「今の親分さん(六代目山口組組長・司忍氏)は、もともと名古屋の親分さんと聞いてます。それでも神戸のためにようやってくれてはると思います」

 山口組総本部近くに住むという小学生の子を持つ40代主婦は、このように六代目山口組組長・司忍氏にエールを送る。それは暴力団を信奉するというのではなく、地元で尽力する政治家や財界人、活躍するスポーツ選手や芸能人への敬意に近いものである。

 ヤクザと共生する町・神戸では、公衆浴場に行けば全身刺青の、ひと目でそれとわかる男性が入浴している場面に出くわすことも珍しくはない。そうした入浴中のヤクザに気軽に声を掛ける市民もいるくらいだ。

「お兄さん、ごっついの背負ってるな。山口組さん、それとも神戸(神戸山口組)さん?大変な時期やろうけど頑張ってや!」

 こう声掛けされた刺青姿の男性は黙って会釈を返す。その様子はまるでスポーツ選手がファンに会釈する姿を彷彿とさせるものがある。

 さて昨夏、山口組では、一部関係団体が脱会し「神戸山口組」を旗揚げしたが、この神戸山口組には、山口組のハロウィン実施時から采配を振るっていた“ハロウィン組長”として知られる大物幹部も参加した。捜査関係者の1人が明かす。

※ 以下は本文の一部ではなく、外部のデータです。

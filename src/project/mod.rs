// src/project/mod.rs

//! Projects and their package manifests
//!
//! A project is a named manifest plus a target framework and a project
//! system that consumes references. The manifest is the flat, ordered list
//! of `PackageReference` entries persisted as `packages.config`.

mod applier;
mod manifest;

pub use applier::Applier;
pub use manifest::ManifestFile;

use crate::error::Result;
use crate::framework::Framework;
use crate::identity::PackageIdentity;
use crate::version::{PackageVersion, VersionRange};
use async_trait::async_trait;
use std::path::{Path, PathBuf};
use std::sync::Arc;
use tokio::sync::{Mutex, MutexGuard};

/// Attribute names the applier owns. Everything else on a manifest entry
/// is preserved verbatim across updates.
pub const ATTR_ID: &str = "id";
pub const ATTR_VERSION: &str = "version";
pub const ATTR_TARGET_FRAMEWORK: &str = "targetFramework";
pub const ATTR_ALLOWED_VERSIONS: &str = "allowedVersions";
pub const ATTR_DEVELOPMENT_DEPENDENCY: &str = "developmentDependency";

/// One manifest entry: an installed package plus its user-authored
/// attributes.
#[derive(Debug, Clone, PartialEq)]
pub struct PackageReference {
    pub identity: PackageIdentity,
    pub target_framework: Option<Framework>,
    pub allowed_versions: Option<VersionRange>,
    pub development_dependency: bool,
    /// The complete ordered attribute list as it appears in the manifest.
    /// Known attributes are mirrored into the typed fields; unknown ones
    /// ride along untouched.
    attributes: Vec<(String, String)>,
    /// Raw child markup of the entry, re-emitted verbatim.
    inner_xml: String,
}

impl PackageReference {
    pub fn new(identity: PackageIdentity, target_framework: Option<Framework>) -> Self {
        let mut attributes = vec![
            (ATTR_ID.to_string(), identity.id.clone()),
            (ATTR_VERSION.to_string(), identity.version.to_string()),
        ];
        if let Some(ref fw) = target_framework {
            attributes.push((ATTR_TARGET_FRAMEWORK.to_string(), fw.to_string()));
        }
        Self {
            identity,
            target_framework,
            allowed_versions: None,
            development_dependency: false,
            attributes,
            inner_xml: String::new(),
        }
    }

    pub(crate) fn from_parts(
        identity: PackageIdentity,
        target_framework: Option<Framework>,
        allowed_versions: Option<VersionRange>,
        development_dependency: bool,
        attributes: Vec<(String, String)>,
        inner_xml: String,
    ) -> Self {
        Self {
            identity,
            target_framework,
            allowed_versions,
            development_dependency,
            attributes,
            inner_xml,
        }
    }

    pub fn with_allowed_versions(mut self, range: VersionRange) -> Self {
        self.set_attribute(ATTR_ALLOWED_VERSIONS, Some(range.to_string()));
        self.allowed_versions = Some(range);
        self
    }

    pub fn with_development_dependency(mut self, value: bool) -> Self {
        if value {
            self.set_attribute(ATTR_DEVELOPMENT_DEPENDENCY, Some("true".to_string()));
        } else {
            self.set_attribute(ATTR_DEVELOPMENT_DEPENDENCY, None);
        }
        self.development_dependency = value;
        self
    }

    /// A copy of this reference moved to a new version, every attribute the
    /// applier does not own preserved in place.
    pub fn with_version(&self, version: PackageVersion, target_framework: &Framework) -> Self {
        let mut moved = self.clone();
        moved.identity = PackageIdentity::new(self.identity.id.clone(), version);
        moved.target_framework = Some(target_framework.clone());
        moved.set_attribute(ATTR_VERSION, Some(moved.identity.version.to_string()));
        moved.set_attribute(ATTR_TARGET_FRAMEWORK, Some(target_framework.to_string()));
        moved
    }

    /// The value of any attribute, known or unknown.
    pub fn attribute(&self, key: &str) -> Option<&str> {
        self.attributes
            .iter()
            .find(|(k, _)| k == key)
            .map(|(_, v)| v.as_str())
    }

    pub(crate) fn attributes(&self) -> &[(String, String)] {
        &self.attributes
    }

    pub(crate) fn inner_xml(&self) -> &str {
        &self.inner_xml
    }

    fn set_attribute(&mut self, key: &str, value: Option<String>) {
        match value {
            Some(value) => {
                if let Some(entry) = self.attributes.iter_mut().find(|(k, _)| k == key) {
                    entry.1 = value;
                } else {
                    self.attributes.push((key.to_string(), value));
                }
            }
            None => self.attributes.retain(|(k, _)| k != key),
        }
    }
}

/// The build-system side of a project, invoked by the applier.
///
/// Implementations wire into whatever consumes the references; the core
/// only calls through this contract.
#[async_trait]
pub trait ProjectSystem: Send + Sync {
    /// Add the framework-compatible items of an installed package.
    async fn add_references(&self, identity: &PackageIdentity, items: &[PathBuf]) -> Result<()>;

    /// Remove a package's items ahead of manifest removal.
    async fn remove_references(&self, identity: &PackageIdentity, items: &[PathBuf]) -> Result<()>;

    /// Rewrite binding redirects after installs. Invoked once per applied
    /// plan unless the project context disables it.
    async fn write_binding_redirects(&self) -> Result<()>;
}

/// Records what an operation surfaced for the caller to open, and which
/// install the user asked for directly (as opposed to a dependency pulled
/// in transitively).
#[derive(Debug, Default)]
pub struct ExecutionContext {
    direct_install: Option<PackageIdentity>,
    files_opened: std::sync::Mutex<Vec<PathBuf>>,
}

impl ExecutionContext {
    pub fn direct(identity: PackageIdentity) -> Self {
        Self {
            direct_install: Some(identity),
            files_opened: std::sync::Mutex::new(Vec::new()),
        }
    }

    pub fn is_direct(&self, identity: &PackageIdentity) -> bool {
        self.direct_install.as_ref() == Some(identity)
    }

    pub fn record_opened(&self, path: PathBuf) {
        if let Ok(mut files) = self.files_opened.lock() {
            files.push(path);
        }
    }

    pub fn files_opened(&self) -> Vec<PathBuf> {
        self.files_opened
            .lock()
            .map(|files| files.clone())
            .unwrap_or_default()
    }
}

/// Per-apply options.
#[derive(Debug, Default)]
pub struct ProjectContext {
    pub binding_redirects_disabled: bool,
    pub execution_context: Option<ExecutionContext>,
}

/// Options for uninstall flows.
#[derive(Debug, Clone, Copy, Default)]
pub struct UninstallationContext {
    /// Also uninstall dependencies that would become orphans.
    pub remove_dependencies: bool,
    /// Skip the dependent guard entirely, knowingly leaving orphans.
    pub force_remove: bool,
}

/// A project: name, target framework, manifest, and project system.
pub struct Project {
    name: String,
    target_framework: Framework,
    manifest: ManifestFile,
    system: Arc<dyn ProjectSystem>,
    /// Guards read-modify-write of the manifest: one applier operation at
    /// a time per project.
    apply_lock: Mutex<()>,
}

impl Project {
    pub fn new(
        name: impl Into<String>,
        target_framework: Framework,
        manifest_path: impl Into<PathBuf>,
        system: Arc<dyn ProjectSystem>,
    ) -> Self {
        Self {
            name: name.into(),
            target_framework,
            manifest: ManifestFile::new(manifest_path),
            system,
            apply_lock: Mutex::new(()),
        }
    }

    pub fn name(&self) -> &str {
        &self.name
    }

    pub fn target_framework(&self) -> &Framework {
        &self.target_framework
    }

    pub fn manifest(&self) -> &ManifestFile {
        &self.manifest
    }

    pub fn manifest_path(&self) -> &Path {
        self.manifest.path()
    }

    pub fn system(&self) -> &Arc<dyn ProjectSystem> {
        &self.system
    }

    /// A consistent snapshot of the installed references. Readers never
    /// block behind the applier; the manifest is replaced atomically.
    pub async fn installed_packages(&self) -> Result<Vec<PackageReference>> {
        self.manifest.read().await
    }

    pub(crate) async fn apply_guard(&self) -> MutexGuard<'_, ()> {
        self.apply_lock.lock().await
    }
}

#[cfg(test)]
mod tests {
    use super::*;

    fn ident(id: &str, version: &str) -> PackageIdentity {
        PackageIdentity::new(id, version.parse().unwrap())
    }

    #[test]
    fn test_new_reference_has_canonical_attributes() {
        let fw = Framework::parse("net45").unwrap();
        let r = PackageReference::new(ident("jQuery", "1.4.4"), Some(fw));
        assert_eq!(r.attribute("id"), Some("jQuery"));
        assert_eq!(r.attribute("version"), Some("1.4.4"));
        assert_eq!(r.attribute("targetFramework"), Some("net45"));
    }

    #[test]
    fn test_with_version_preserves_unknown_attributes() {
        let fw = Framework::parse("net45").unwrap();
        let mut r = PackageReference::new(ident("jQuery", "1.4.4"), Some(fw.clone()));
        r.set_attribute("requireReinstallation", Some("true".to_string()));

        let moved = r.with_version("1.6.4".parse().unwrap(), &fw);
        assert_eq!(moved.identity.version.to_string(), "1.6.4");
        assert_eq!(moved.attribute("version"), Some("1.6.4"));
        assert_eq!(moved.attribute("requireReinstallation"), Some("true"));
    }

    #[test]
    fn test_allowed_versions_mirrors_into_attributes() {
        let r = PackageReference::new(ident("jQuery", "1.4.4"), None)
            .with_allowed_versions(VersionRange::parse("[1.0,2.0)").unwrap());
        assert_eq!(r.attribute("allowedVersions"), Some("[1.0.0,2.0.0)"));
        assert!(r.allowed_versions.is_some());
    }

    #[test]
    fn test_execution_context_records_opened_files() {
        let ctx = ExecutionContext::direct(ident("a", "1.0.0"));
        assert!(ctx.is_direct(&ident("a", "1.0.0")));
        assert!(!ctx.is_direct(&ident("b", "1.0.0")));
        ctx.record_opened(PathBuf::from("/store/a.1.0.0/ReadMe.txt"));
        assert_eq!(ctx.files_opened().len(), 1);
    }
}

「実は去年、山口組はハロウィンを行うつもりでいた。ところが“ハロウィン組長”が抜けて、実施しようにもその手順がわからない。それで実施を見送ったというわけ」

 突然の分裂劇で、“ハロウィン組長”も山口組に残る者たちに、その実施手順を「引き継ぎ」する余裕がなかったのだろう。

市民には理解し得ない
「ハロウィン開催もひと苦労」

 菓子を調達し、これを袋詰めして、子どもたちに配るだけのハロウィン実施に、一体どんな“手順”があるのか読者の中には疑問に思う向きもあるかもしれない。しかし、山口組がハロウィンを実施するのは、一般市民が考える以上に大変なことなのだ。今やヤクザは、暴力団対策法や暴力団排除条例実施の影響により、活動範囲は大幅に狭められている。

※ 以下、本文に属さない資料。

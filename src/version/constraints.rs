// src/version/constraints.rs

//! Exact-segment constraints and dependency selection behavior.

use crate::version::PackageVersion;
use std::fmt;
use std::ops::BitOr;

/// A bitset forcing chosen versions to keep segments equal to the
/// currently installed version. Reinstall sets every bit, which pins the
/// candidate to the installed version exactly.
#[derive(Debug, Clone, Copy, PartialEq, Eq, Hash, Default)]
pub struct VersionConstraints(u8);

impl VersionConstraints {
    pub const NONE: Self = Self(0);
    pub const EXACT_MAJOR: Self = Self(1);
    pub const EXACT_MINOR: Self = Self(1 << 1);
    pub const EXACT_PATCH: Self = Self(1 << 2);
    pub const EXACT_RELEASE: Self = Self(1 << 3);
    /// All four bits: the reinstall pin.
    pub const EXACT_ALL: Self =
        Self(Self::EXACT_MAJOR.0 | Self::EXACT_MINOR.0 | Self::EXACT_PATCH.0 | Self::EXACT_RELEASE.0);

    pub fn is_none(self) -> bool {
        self.0 == 0
    }

    pub fn contains(self, other: Self) -> bool {
        self.0 & other.0 == other.0
    }

    /// Whether `candidate` keeps every constrained segment equal to
    /// `installed`. With no installed version there is nothing to pin.
    pub fn permits(self, installed: Option<&PackageVersion>, candidate: &PackageVersion) -> bool {
        let Some(installed) = installed else {
            return true;
        };
        if self.contains(Self::EXACT_MAJOR) && candidate.major != installed.major {
            return false;
        }
        if self.contains(Self::EXACT_MINOR) && candidate.minor != installed.minor {
            return false;
        }
        if self.contains(Self::EXACT_PATCH)
            && (candidate.patch != installed.patch || candidate.revision != installed.revision)
        {
            return false;
        }
        if self.contains(Self::EXACT_RELEASE) && candidate.prerelease != installed.prerelease {
            return false;
        }
        true
    }
}

impl BitOr for VersionConstraints {
    type Output = Self;

    fn bitor(self, rhs: Self) -> Self {
        Self(self.0 | rhs.0)
    }
}

impl fmt::Display for VersionConstraints {
    fn fmt(&self, f: &mut fmt::Formatter<'_>) -> fmt::Result {
        if self.is_none() {
            return write!(f, "none");
        }
        let mut parts = Vec::new();
        if self.contains(Self::EXACT_MAJOR) {
            parts.push("major");
        }
        if self.contains(Self::EXACT_MINOR) {
            parts.push("minor");
        }
        if self.contains(Self::EXACT_PATCH) {
            parts.push("patch");
        }
        if self.contains(Self::EXACT_RELEASE) {
            parts.push("release");
        }
        write!(f, "exact({})", parts.join("|"))
    }
}

/// Governs which in-range candidate the resolver prefers for a dependency.
#[derive(Debug, Clone, Copy, PartialEq, Eq, Default)]
pub enum DependencyBehavior {
    /// Install only the direct targets; do not expand dependencies.
    Ignore,
    /// Pick the smallest candidate satisfying the requirements.
    #[default]
    Lowest,
    /// Pick the greatest candidate sharing the installed major and minor.
    HighestPatch,
    /// Pick the greatest candidate sharing the installed major.
    HighestMinor,
    /// Pick the greatest candidate in range.
    Highest,
}

impl DependencyBehavior {
    /// Select from `candidates` (sorted ascending). The anchored behaviors
    /// fall back to the greatest candidate when nothing matches the
    /// installed anchor, or when no version is installed.
    pub fn choose<'a>(
        self,
        candidates: &'a [PackageVersion],
        installed: Option<&PackageVersion>,
    ) -> Option<&'a PackageVersion> {
        if candidates.is_empty() {
            return None;
        }
        match self {
            DependencyBehavior::Ignore | DependencyBehavior::Lowest => candidates.first(),
            DependencyBehavior::Highest => candidates.last(),
            DependencyBehavior::HighestPatch => {
                let anchored = installed.and_then(|inst| {
                    candidates
                        .iter()
                        .filter(|c| c.major == inst.major && c.minor == inst.minor)
                        .next_back()
                });
                anchored.or_else(|| candidates.last())
            }
            DependencyBehavior::HighestMinor => {
                let anchored = installed.and_then(|inst| {
                    candidates.iter().filter(|c| c.major == inst.major).next_back()
                });
                anchored.or_else(|| candidates.last())
            }
        }
    }
}

impl fmt::Display for DependencyBehavior {
    fn fmt(&self, f: &mut fmt::Formatter<'_>) -> fmt::Result {
        let name = match self {
            DependencyBehavior::Ignore => "ignore",
            DependencyBehavior::Lowest => "lowest",
            DependencyBehavior::HighestPatch => "highest-patch",
            DependencyBehavior::HighestMinor => "highest-minor",
            DependencyBehavior::Highest => "highest",
        };
        write!(f, "{name}")
    }
}

#[cfg(test)]
mod tests {
    use super::*;

    fn v(s: &str) -> PackageVersion {
        PackageVersion::parse(s).unwrap()
    }

    fn sorted(list: &[&str]) -> Vec<PackageVersion> {
        let mut versions: Vec<PackageVersion> = list.iter().map(|s| v(s)).collect();
        versions.sort();
        versions
    }

    #[test]
    fn test_constraints_union() {
        let c = VersionConstraints::EXACT_MAJOR | VersionConstraints::EXACT_MINOR;
        assert!(c.contains(VersionConstraints::EXACT_MAJOR));
        assert!(c.contains(VersionConstraints::EXACT_MINOR));
        assert!(!c.contains(VersionConstraints::EXACT_PATCH));
    }

    #[test]
    fn test_exact_all_pins_to_installed() {
        let installed = v("2.2.22");
        let c = VersionConstraints::EXACT_ALL;
        assert!(c.permits(Some(&installed), &v("2.2.22")));
        assert!(!c.permits(Some(&installed), &v("2.2.23")));
        assert!(!c.permits(Some(&installed), &v("2.3.22")));
        assert!(!c.permits(Some(&installed), &v("3.2.22")));
    }

    #[test]
    fn test_exact_major_allows_minor_drift() {
        let installed = v("1.4.4");
        let c = VersionConstraints::EXACT_MAJOR;
        assert!(c.permits(Some(&installed), &v("1.6.4")));
        assert!(!c.permits(Some(&installed), &v("2.0.0")));
    }

    #[test]
    fn test_exact_release_pins_prerelease_label() {
        let installed = v("1.0.0-beta");
        let c = VersionConstraints::EXACT_RELEASE;
        assert!(c.permits(Some(&installed), &v("2.0.0-beta")));
        assert!(!c.permits(Some(&installed), &v("2.0.0")));
    }

    #[test]
    fn test_no_installed_version_permits_anything() {
        assert!(VersionConstraints::EXACT_ALL.permits(None, &v("9.9.9")));
    }

    #[test]
    fn test_behavior_lowest_and_highest() {
        let c = sorted(&["1.0.0", "1.5.0", "2.0.0"]);
        assert_eq!(DependencyBehavior::Lowest.choose(&c, None), Some(&v("1.0.0")));
        assert_eq!(DependencyBehavior::Highest.choose(&c, None), Some(&v("2.0.0")));
    }

    #[test]
    fn test_behavior_highest_patch_anchors_to_installed() {
        let c = sorted(&["1.2.1", "1.2.9", "1.3.0", "2.0.0"]);
        let installed = v("1.2.0");
        assert_eq!(
            DependencyBehavior::HighestPatch.choose(&c, Some(&installed)),
            Some(&v("1.2.9"))
        );
    }

    #[test]
    fn test_behavior_highest_minor_anchors_to_installed() {
        let c = sorted(&["1.2.1", "1.9.0", "2.0.0"]);
        let installed = v("1.2.0");
        assert_eq!(
            DependencyBehavior::HighestMinor.choose(&c, Some(&installed)),
            Some(&v("1.9.0"))
        );
    }

    #[test]
    fn test_behavior_anchored_falls_back_to_highest() {
        let c = sorted(&["3.0.0", "4.0.0"]);
        let installed = v("1.2.0");
        assert_eq!(
            DependencyBehavior::HighestPatch.choose(&c, Some(&installed)),
            Some(&v("4.0.0"))
        );
    }
}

 よく知られたところでは銀行口座を開設できない。不動産契約が結べない、宅配便を発送するにも、「組事務所」への荷物は断られるといったもののほか、刺青を入れるにしても「組の代紋を彫ると彫師を事情聴取する」(前出・捜査関係者)という徹底ぶりだ。

 そうしたなかで、「山口組」として小売店にハロウィンで配る菓子を大量に注文することは極めて難しい。販売した側が警察から事情聴取を受けかねないからだ。販売側も丁重に断るだろう。昨年、山口組がハロウィン実施を断念したのは、子どもたちに配る菓子の確保に自信が持てなかったという事情が大きかったのかもしれない。

「またお家(山口組総本部)でハロウィンをやってほしい。仮装して行きたいわ。“Trick or Treat!”て声かけたら、お兄さんたち“Happy Halloween!”て返してくれるんよ」

 冒頭部で紹介した小学5年生・ヒナちゃんが屈託のない笑顔で言う。

 だがヒナちゃんが来年、山口組総本部に仮装してハロウィンに行けるかどうかは微妙な情勢だ。兵庫県警関係者、大阪府警関係者によると、「そろそろ関西も忙しくなってくるのではないか」というのがもっぱらの声だからだ。

 というのも今年に入ってから、東京では山口組、神戸山口組の“代理戦争”ともいえる小競り合いが勃発している。

 分裂した2組織は、いよいよ地元・関西で本格的に競り合うことになるかもしれない。今回、兵庫県警は山口組のハロウィン実施を許してしまったが、まさか市民を巻き込んだ抗争をも許してしまうというようなことはないだろう。

 時代は確実に移り変わり、平成18(2006)年末には構成員、準構成員等あわせて3万9700人いた山口組だが、平成27(2015)年末には、その数は1万4100人にまで激減している(警察庁調べ)。暴力団への風当たりが強い今、かつて市民から頼りにされた“山口組さん”は衰退に直面している。